Ill and suffering though he was, Matri-Datta did not dare disobey the king:  so he came at once.  As soon as he appeared, Prasnajit asked him how he was, and said he was sorry to have to make him leave his home when he was ill, but the matter on which he wished to see him was of very great importance.  Then he suddenly added:  “When your doctor ordered you to take the juice of the nagaballa plant whom did you send to find it?”

To this Matri-Datta replied trembling with fear:  “My servant, O king, sought it in the forest; and having found it, brought it to me.”

“Go back and send that servant to me immediately,” was the reply; and the merchant hurried away, wondering very much why the king wanted to see the man, and hoping that he himself would not get into disgrace on account of anything he had done to make Prasnajit angry.

15.  Have you any idea why the king wanted the servant sent to him?

16.  From what the story tells you so far, do you think Prasnajit was a good ruler of his kingdom?


When Matri-Datta told his servant that he was to go to the palace to see the king, the man was dreadfully frightened, and begged his master not to make him go.  This made Matri-Datta pretty sure that he had done something wrong and was afraid of being found out.  “Go at once,” he said, “and whatever you do, speak the truth to the king.  That will be your only chance if you have offended him.”  Again and again the servant entreated Matri-Datta not to insist, and when he found it was no good, he asked him at least to come with him to the palace and plead for him with Prasnajit.  The merchant knew then for certain that something was seriously wrong, and he consented to go to the palace with his servant, partly out of curiosity and partly out of fear for himself.  When the two got to the palace, the attendants at once led the servant to the presence of the king, but they would not let the master go with him.

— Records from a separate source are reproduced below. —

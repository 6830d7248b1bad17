// Copyright 2026 Layne Penney
// SPDX-License-Identifier: AGPL-3.0-or-later

//! Benchmarks for header parsing, URL redaction and folding.
//!
//! Run with: `cargo bench --bench fold`

use criterion::{criterion_group, criterion_main, Criterion, Throughput};
use std::hint::black_box;
use url::Url;

use authtel::header;
use authtel::redact::{sanitize_path, KnownHosts};
use authtel::{Aggregator, EventId, HttpEvent};

fn bench_header_parse(c: &mut Criterion) {
    let mut group = c.benchmark_group("header_parse");
    group.throughput(Throughput::Elements(1));

    group.bench_function("v1_valid", |b| {
        b.iter(|| header::parse(black_box("1,50126,0,3.2,Ring:prod,eu")));
    });

    group.bench_function("malformed", |b| {
        b.iter(|| header::parse(black_box("1,not,a,valid")));
    });

    group.finish();
}

fn bench_redact(c: &mut Criterion) {
    let hosts = KnownHosts::from_hosts(["login.example.com"]);
    let url = Url::parse("https://login.example.com/tenant123/oauth2/v2.0/token").unwrap();

    c.bench_function("sanitize_path", |b| {
        b.iter(|| sanitize_path(black_box(&url), &hosts));
    });
}

fn bench_fold(c: &mut Criterion) {
    let mut template = HttpEvent::new(EventId::new(1), "http_event");
    template.set_method("POST");
    template.set_response_code(400);
    template.set_oauth_error_code("invalid_grant");
    template.set_request_id_header("5a8f2c1e");
    template.set_x_ms_cli_telem_data("1,50126,0,3.2,Ring1");

    let mut group = c.benchmark_group("fold");
    group.throughput(Throughput::Elements(100));

    group.bench_function("fold_100_http_events", |b| {
        b.iter(|| {
            let aggregator = Aggregator::new();
            for _ in 0..100 {
                aggregator.fold(template.clone().into());
            }
            black_box(aggregator.take())
        });
    });

    group.finish();
}

criterion_group!(benches, bench_header_parse, bench_redact, bench_fold);
criterion_main!(benches);
// Copyright 2026 Layne Penney
// SPDX-License-Identifier: AGPL-3.0-or-later

//! Configuration type definitions.
//!
//! Defines the structure of file and resolved configuration,
//! supporting JSON and YAML formats.

use serde::{Deserialize, Serialize};

use crate::redact::KnownHosts;

/// How recorded events reach the dispatch sink.
#[derive(Debug, Clone, Copy, Default, PartialEq, Eq, Serialize, Deserialize)]
#[serde(rename_all = "camelCase")]
pub enum DispatchMode {
    /// Fold events per request and dispatch one record at flush.
    #[default]
    Aggregated,
    /// Dispatch each event's own properties as soon as it is recorded.
    PerEvent,
}

/// Telemetry configuration as written in a config file.
/// Can be defined in .authtel.json, .authtel.yaml or .authtel/config.json.
#[derive(Debug, Clone, Default, PartialEq, Serialize, Deserialize)]
#[serde(rename_all = "camelCase")]
pub struct TelemetryFileConfig {
    /// Authorities whose request paths may be logged (replaces the defaults)
    #[serde(skip_serializing_if = "Option::is_none")]
    pub known_hosts: Option<Vec<String>>,

    /// Authorities added on top of the known hosts
    #[serde(skip_serializing_if = "Option::is_none")]
    pub extra_known_hosts: Option<Vec<String>>,

    /// Aggregated or per-event dispatch
    #[serde(skip_serializing_if = "Option::is_none")]
    pub dispatch_mode: Option<DispatchMode>,

    /// Log filter directive (e.g. "warn", "authtel=debug")
    #[serde(skip_serializing_if = "Option::is_none")]
    pub log_level: Option<String>,

    /// Whether to use ANSI colors in log output
    #[serde(skip_serializing_if = "Option::is_none")]
    pub log_ansi: Option<bool>,
}

/// Fully resolved configuration with defaults applied.
#[derive(Debug, Clone, PartialEq, Serialize)]
#[serde(rename_all = "camelCase")]
pub struct ResolvedConfig {
    pub known_hosts: KnownHosts,
    pub dispatch_mode: DispatchMode,
    pub log_level: String,
    pub log_ansi: bool,
}

impl Default for ResolvedConfig {
    fn default() -> Self {
        Self {
            known_hosts: KnownHosts::default(),
            dispatch_mode: DispatchMode::default(),
            log_level: "warn".to_string(),
            log_ansi: true,
        }
    }
}

#[cfg(test)]
mod tests {
    use super::*;

    #[test]
    fn test_file_config_camel_case() {
        let config: TelemetryFileConfig = serde_json::from_str(
            r#"{"knownHosts": ["login.example.com"], "dispatchMode": "perEvent", "logAnsi": false}"#,
        )
        .unwrap();

        assert_eq!(config.known_hosts, Some(vec!["login.example.com".to_string()]));
        assert_eq!(config.dispatch_mode, Some(DispatchMode::PerEvent));
        assert_eq!(config.log_ansi, Some(false));
        assert!(config.log_level.is_none());
    }

    #[test]
    fn test_file_config_skips_unset_fields() {
        let json = serde_json::to_string(&TelemetryFileConfig::default()).unwrap();
        assert_eq!(json, "{}");
    }

    #[test]
    fn test_resolved_defaults() {
        let config = ResolvedConfig::default();
        assert_eq!(config.dispatch_mode, DispatchMode::Aggregated);
        assert_eq!(config.log_level, "warn");
        assert!(config.known_hosts.contains("login.microsoftonline.com"));
    }

    #[test]
    fn test_resolved_serializes_sorted_hosts() {
        let config = ResolvedConfig {
            known_hosts: KnownHosts::from_hosts(["b.example.com", "a.example.com"]),
            ..ResolvedConfig::default()
        };
        let json = serde_json::to_value(&config).unwrap();
        assert_eq!(
            json["knownHosts"],
            serde_json::json!(["a.example.com", "b.example.com"])
        );
        assert_eq!(json["dispatchMode"], "aggregated");
    }
}
// Copyright 2026 Layne Penney
// SPDX-License-Identifier: AGPL-3.0-or-later

//! Configuration merging.
//!
//! Handles merging configurations from different sources with proper precedence.

use crate::redact::KnownHosts;

use super::types::{DispatchMode, ResolvedConfig, TelemetryFileConfig};

/// CLI options that can override configuration.
#[derive(Debug, Clone, Default)]
pub struct CliOptions {
    /// Additional known hosts
    pub known_hosts: Vec<String>,
    pub dispatch_mode: Option<DispatchMode>,
    pub log_level: Option<String>,
}

/// Merge multiple configurations with precedence.
///
/// Precedence (highest to lowest):
/// 1. CLI options
/// 2. Workspace config (.authtel.json)
/// 3. Global config (~/.authtel/config.json)
/// 4. Default values
pub fn merge_config(
    global: Option<TelemetryFileConfig>,
    workspace: Option<TelemetryFileConfig>,
    cli: CliOptions,
) -> ResolvedConfig {
    let mut result = ResolvedConfig::default();

    if let Some(config) = global {
        apply_file_config(&mut result, &config);
    }

    if let Some(config) = workspace {
        apply_file_config(&mut result, &config);
    }

    apply_cli_options(&mut result, &cli);

    result
}

fn apply_file_config(result: &mut ResolvedConfig, config: &TelemetryFileConfig) {
    if let Some(ref hosts) = config.known_hosts {
        result.known_hosts = KnownHosts::from_hosts(hosts);
    }

    if let Some(ref extra) = config.extra_known_hosts {
        result.known_hosts.extend(extra);
    }

    if let Some(mode) = config.dispatch_mode {
        result.dispatch_mode = mode;
    }

    if let Some(ref level) = config.log_level {
        result.log_level = level.clone();
    }

    if let Some(ansi) = config.log_ansi {
        result.log_ansi = ansi;
    }
}

fn apply_cli_options(result: &mut ResolvedConfig, cli: &CliOptions) {
    result.known_hosts.extend(&cli.known_hosts);

    if let Some(mode) = cli.dispatch_mode {
        result.dispatch_mode = mode;
    }

    if let Some(ref level) = cli.log_level {
        result.log_level = level.clone();
    }
}
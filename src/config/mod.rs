// Copyright 2026 Layne Penney
// SPDX-License-Identifier: AGPL-3.0-or-later

//! Configuration module.
//!
//! Handles loading and merging of configuration from multiple sources:
//! - Global config: ~/.authtel/config.json
//! - Workspace config: .authtel.json, .authtel.yaml, or .authtel/config.json
//! - CLI options: command-line arguments
//!
//! Configuration is merged with precedence (CLI > workspace > global > defaults).

mod loader;
mod merger;
mod types;

pub use loader::{
    example_config, get_global_config_path, init_config, load_config_file, load_global_config,
    load_workspace_config, save_workspace_config, CONFIG_FILES, GLOBAL_CONFIG_DIR,
    GLOBAL_CONFIG_FILE,
};
pub use merger::{merge_config, CliOptions};
pub use types::{DispatchMode, ResolvedConfig, TelemetryFileConfig};

use crate::error::ConfigError;
use std::path::Path;
use tracing_subscriber::EnvFilter;

/// Load and merge all configuration sources for a workspace.
pub fn load_config(
    workspace_root: &Path,
    cli_options: CliOptions,
) -> Result<ResolvedConfig, ConfigError> {
    let global = load_global_config()?;
    let workspace = load_workspace_config(workspace_root)?;

    let config = merge_config(global, workspace, cli_options);
    validate(&config)?;
    Ok(config)
}

/// Reject settings that would only fail later, at logger startup.
pub fn validate(config: &ResolvedConfig) -> Result<(), ConfigError> {
    if let Err(err) = EnvFilter::try_new(&config.log_level) {
        return Err(ConfigError::InvalidValue {
            field: "logLevel".to_string(),
            message: format!("{:?}: {}", config.log_level, err),
        });
    }
    Ok(())
}

#[cfg(test)]
mod tests {
    use super::*;
    use tempfile::TempDir;

    #[test]
    fn test_load_config_with_workspace_config() {
        let temp = TempDir::new().unwrap();
        std::fs::write(
            temp.path().join(".authtel.json"),
            r#"{"knownHosts": ["login.example.com"], "dispatchMode": "perEvent"}"#,
        )
        .unwrap();

        let config = load_config(temp.path(), CliOptions::default()).unwrap();
        assert_eq!(config.dispatch_mode, DispatchMode::PerEvent);
        assert!(config.known_hosts.contains("login.example.com"));
        assert!(!config.known_hosts.contains("login.microsoftonline.com"));
    }

    #[test]
    fn test_load_config_cli_override() {
        let temp = TempDir::new().unwrap();
        std::fs::write(
            temp.path().join(".authtel.json"),
            r#"{"dispatchMode": "perEvent"}"#,
        )
        .unwrap();

        let cli = CliOptions {
            dispatch_mode: Some(DispatchMode::Aggregated),
            ..Default::default()
        };

        let config = load_config(temp.path(), cli).unwrap();
        assert_eq!(config.dispatch_mode, DispatchMode::Aggregated); // CLI wins
    }

    #[test]
    fn test_load_config_rejects_bad_log_level() {
        let temp = TempDir::new().unwrap();
        let cli = CliOptions {
            log_level: Some("authtel=loud".to_string()),
            ..Default::default()
        };

        let err = load_config(temp.path(), cli).unwrap_err();
        match err {
            ConfigError::InvalidValue { field, message } => {
                assert_eq!(field, "logLevel");
                assert!(message.contains("authtel=loud"));
            }
            other => panic!("unexpected error: {other:?}"),
        }
    }

    #[test]
    fn test_validate_accepts_defaults() {
        assert!(validate(&ResolvedConfig::default()).is_ok());
    }
}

Directly the servant entered the room and saw the king sitting on his throne, he fell upon his face at the foot of the steps, crying, “Mercy! mercy!” He was right to be afraid, for Prasnajit said to him in a loud voice:  “Where are the gold and the jewels you took from the hole in the roots of a tree when you went to find the nagaballa plant for your master?” The servant, who really had taken the money and jewels, was so terrified when he found that the king knew the truth, that he had not a word to say at first, but just remained lying on the ground, trembling all over.  Prasnajit too was silent, and the attendants waiting for orders behind the throne looked on, wondering what would happen now.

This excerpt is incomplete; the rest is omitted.